Print, exactly as written, every line from the first line of the records below through the line containing "let e = extent.abs().trunc() as i32;", and nothing further.

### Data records
=== Begin Enclosure ===

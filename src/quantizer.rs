//! State quantization
//!
//! Encoders turn one [`Observation`] into a small integer [`StateVector`]:
//! spatial quantities are scaled and rounded, velocity and energy are
//! binarized against thresholds. Every component is clamped into the range
//! its [`KeySpace`] declares, so the table never sees an out-of-range key.

use serde::{Deserialize, Serialize};

use crate::{
    Result,
    error::Error,
    geometry::Arena,
    q_learning::StateActionKey,
    types::Observation,
    waves::WaveTracker,
};

/// Inclusive integer range of one key dimension.
#[derive(Debug, Clone, Copy, PartialEq, Eq, Serialize, Deserialize)]
pub struct DimensionBounds {
    pub floor: i32,
    pub ceiling: i32,
}

impl DimensionBounds {
    pub const fn new(floor: i32, ceiling: i32) -> Self {
        Self { floor, ceiling }
    }

    /// `[-trunc(extent), trunc(extent)]`
    pub fn symmetric(extent: f64) -> Self {
        let e = extent.abs().trunc() as i32;
        Self::new(-e, e)
    }

    pub const fn binary() -> Self {
        Self::new(0, 1)
    }

    /// Number of distinct values.
    pub fn width(&self) -> u64 {
        (i64::from(self.ceiling) - i64::from(self.floor) + 1).max(0) as u64
    }

    pub fn contains(&self, value: i32) -> bool {
        value >= self.floor && value <= self.ceiling
    }

    pub fn clamp(&self, value: i32) -> i32 {
        value.clamp(self.floor, self.ceiling)
    }

    /// Map `value` linearly onto `[-1, 1]`; a single-valued range maps to 0.
    pub fn normalize(&self, value: i32) -> f64 {
        if self.ceiling == self.floor {
            return 0.0;
        }
        let span = f64::from(self.ceiling) - f64::from(self.floor);
        2.0 * (f64::from(value) - f64::from(self.floor)) / span - 1.0
    }
}

/// Declared ranges of every key dimension.
#[derive(Debug, Clone, PartialEq, Eq, Serialize, Deserialize)]
pub struct KeySpace {
    dimensions: Vec<DimensionBounds>,
}

impl KeySpace {
    pub fn new(dimensions: Vec<DimensionBounds>) -> Self {
        Self { dimensions }
    }

    /// This space extended by a trailing action dimension `[0, count - 1]`.
    pub fn with_actions(&self, count: usize) -> Self {
        let mut dimensions = self.dimensions.clone();
        dimensions.push(DimensionBounds::new(0, count.saturating_sub(1) as i32));
        Self { dimensions }
    }

    pub fn dimensions(&self) -> &[DimensionBounds] {
        &self.dimensions
    }

    pub fn arity(&self) -> usize {
        self.dimensions.len()
    }

    /// Product of the dimension widths.
    pub fn cardinality(&self) -> u64 {
        self.dimensions.iter().map(DimensionBounds::width).product()
    }

    pub fn contains(&self, components: &[i32]) -> bool {
        components.len() == self.dimensions.len()
            && self
                .dimensions
                .iter()
                .zip(components)
                .all(|(bounds, &value)| bounds.contains(value))
    }

    /// Check a key, reporting why it does not fit.
    pub fn check(&self, components: &[i32]) -> Result<()> {
        if components.len() != self.dimensions.len() {
            return Err(Error::DimensionMismatch {
                what: "key components",
                expected: self.dimensions.len(),
                got: components.len(),
            });
        }
        if !self.contains(components) {
            return Err(Error::KeyOutOfRange {
                key: StateActionKey::new(components.to_vec()).to_string(),
            });
        }
        Ok(())
    }

    /// Scale each component onto `[-1, 1]`.
    pub fn normalize(&self, components: &[i32]) -> Result<Vec<f64>> {
        if components.len() != self.dimensions.len() {
            return Err(Error::DimensionMismatch {
                what: "key components",
                expected: self.dimensions.len(),
                got: components.len(),
            });
        }
        Ok(self
            .dimensions
            .iter()
            .zip(components)
            .map(|(bounds, &value)| bounds.normalize(value))
            .collect())
    }
}

/// Quantized features of one observation.
#[derive(Debug, Clone, PartialEq, Eq, Hash, Serialize, Deserialize)]
pub struct StateVector(Vec<i32>);

impl StateVector {
    pub fn new(components: Vec<i32>) -> Self {
        Self(components)
    }

    pub fn components(&self) -> &[i32] {
        &self.0
    }

    pub fn arity(&self) -> usize {
        self.0.len()
    }

    pub fn with_action(&self, ordinal: usize) -> StateActionKey {
        StateActionKey::from_parts(&self.0, ordinal as i32)
    }
}

/// Scaling and threshold constants shared by the encoders.
#[derive(Debug, Clone, Copy, PartialEq, Serialize, Deserialize)]
#[serde(default)]
pub struct QuantizerConfig {
    /// Multiplier applied to pixel quantities before rounding
    pub scale: f64,
    /// Opponent speed above which it counts as moving
    pub moving_threshold: f64,
    /// Own energy above which the agent counts as healthy
    pub energy_threshold: f64,
    pub arena: Arena,
}

impl Default for QuantizerConfig {
    fn default() -> Self {
        Self {
            scale: 0.01,
            moving_threshold: 1.0,
            energy_threshold: 40.0,
            arena: Arena::default(),
        }
    }
}

impl QuantizerConfig {
    pub fn with_scale(mut self, scale: f64) -> Self {
        self.scale = scale;
        self
    }

    pub fn with_arena(mut self, arena: Arena) -> Self {
        self.arena = arena;
        self
    }

    pub fn with_moving_threshold(mut self, threshold: f64) -> Self {
        self.moving_threshold = threshold;
        self
    }

    pub fn with_energy_threshold(mut self, threshold: f64) -> Self {
        self.energy_threshold = threshold;
        self
    }

    pub fn validate(&self) -> Result<()> {
        if !(self.scale.is_finite() && self.scale > 0.0) {
            return Err(Error::invalid_config(format!(
                "quantizer scale must be positive, got {}",
                self.scale
            )));
        }
        if !(self.arena.width > 0.0 && self.arena.height > 0.0) {
            return Err(Error::invalid_config(format!(
                "arena must have positive size, got {} x {}",
                self.arena.width, self.arena.height
            )));
        }
        Ok(())
    }

    fn quantize(&self, value: f64) -> i32 {
        (value * self.scale).round() as i32
    }

    fn center_offset_x(&self, x: f64) -> i32 {
        self.quantize(x - self.arena.width / 2.0)
    }

    fn center_offset_y(&self, y: f64) -> i32 {
        self.quantize(y - self.arena.height / 2.0)
    }

    fn delta_bounds(&self) -> (DimensionBounds, DimensionBounds) {
        (
            DimensionBounds::symmetric(self.arena.width * self.scale),
            DimensionBounds::symmetric(self.arena.height * self.scale),
        )
    }

    fn center_bounds(&self) -> (DimensionBounds, DimensionBounds) {
        (
            DimensionBounds::symmetric(self.arena.width * self.scale / 2.0),
            DimensionBounds::symmetric(self.arena.height * self.scale / 2.0),
        )
    }
}

/// Maps observations to state vectors.
pub trait StateEncoder {
    /// Ranges of the produced state components, without the action.
    fn key_space(&self) -> KeySpace;

    fn encode(&self, observation: &Observation, waves: &WaveTracker) -> StateVector;

    fn name(&self) -> &'static str;

    /// Arena the key ranges were derived from.
    fn arena(&self) -> Arena;

    fn arity(&self) -> usize {
        self.key_space().arity()
    }
}

fn clamp_into(space: &KeySpace, raw: &[i32]) -> StateVector {
    StateVector::new(
        space
            .dimensions()
            .iter()
            .zip(raw)
            .map(|(bounds, &value)| bounds.clamp(value))
            .collect(),
    )
}

/// Opponent offset, opponent motion, own position and own health.
#[derive(Debug, Clone, Copy, PartialEq, Default, Serialize, Deserialize)]
pub struct RelativeEncoder {
    config: QuantizerConfig,
}

impl RelativeEncoder {
    pub fn new(config: QuantizerConfig) -> Result<Self> {
        config.validate()?;
        Ok(Self { config })
    }

    pub fn config(&self) -> &QuantizerConfig {
        &self.config
    }
}

impl StateEncoder for RelativeEncoder {
    fn key_space(&self) -> KeySpace {
        let (dx, dy) = self.config.delta_bounds();
        let (cx, cy) = self.config.center_bounds();
        KeySpace::new(vec![
            dx,
            dy,
            DimensionBounds::binary(),
            cx,
            cy,
            DimensionBounds::binary(),
        ])
    }

    fn encode(&self, observation: &Observation, _waves: &WaveTracker) -> StateVector {
        let c = &self.config;
        let (dx, dy) = observation.opponent_offset();
        let raw = [
            c.quantize(dx),
            c.quantize(dy),
            i32::from(observation.opponent.velocity > c.moving_threshold),
            c.center_offset_x(observation.me.x),
            c.center_offset_y(observation.me.y),
            i32::from(observation.me.energy > c.energy_threshold),
        ];
        clamp_into(&self.key_space(), &raw)
    }

    fn name(&self) -> &'static str {
        "relative"
    }

    fn arena(&self) -> Arena {
        self.config.arena
    }
}

/// Both robots' positions relative to the centre plus an opponent-fired flag.
#[derive(Debug, Clone, Copy, PartialEq, Default, Serialize, Deserialize)]
pub struct SurfEncoder {
    config: QuantizerConfig,
}

impl SurfEncoder {
    pub fn new(config: QuantizerConfig) -> Result<Self> {
        config.validate()?;
        Ok(Self { config })
    }

    pub fn config(&self) -> &QuantizerConfig {
        &self.config
    }
}

impl StateEncoder for SurfEncoder {
    fn key_space(&self) -> KeySpace {
        let (cx, cy) = self.config.center_bounds();
        KeySpace::new(vec![cx, cy, cx, cy, DimensionBounds::binary()])
    }

    fn encode(&self, observation: &Observation, waves: &WaveTracker) -> StateVector {
        let c = &self.config;
        let (dx, dy) = observation.opponent_offset();
        let me = &observation.me;
        let raw = [
            c.center_offset_x(me.x + dx),
            c.center_offset_y(me.y + dy),
            c.center_offset_x(me.x),
            c.center_offset_y(me.y),
            i32::from(waves.has_live_waves()),
        ];
        clamp_into(&self.key_space(), &raw)
    }

    fn name(&self) -> &'static str {
        "surf"
    }

    fn arena(&self) -> Arena {
        self.config.arena
    }
}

=== End Enclosure ===

### Result
filename src/quantizer.rs
//! State quantization
//!
//! Encoders turn one [`Observation`] into a small integer [`StateVector`]:
//! spatial quantities are scaled and rounded, velocity and energy are
//! binarized against thresholds. Every component is clamped into the range
//! its [`KeySpace`] declares, so the table never sees an out-of-range key.

use serde::{Deserialize, Serialize};

use crate::{
    Result,
    error::Error,
    geometry::Arena,
    q_learning::StateActionKey,
    types::Observation,
    waves::WaveTracker,
};

/// Inclusive integer range of one key dimension.
#[derive(Debug, Clone, Copy, PartialEq, Eq, Serialize, Deserialize)]
pub struct DimensionBounds {
    pub floor: i32,
    pub ceiling: i32,
}

impl DimensionBounds {
    pub const fn new(floor: i32, ceiling: i32) -> Self {
        Self { floor, ceiling }
    }

    /// `[-trunc(extent), trunc(extent)]`
    pub fn symmetric(extent: f64) -> Self {
        let e = extent.abs().trunc() as i32;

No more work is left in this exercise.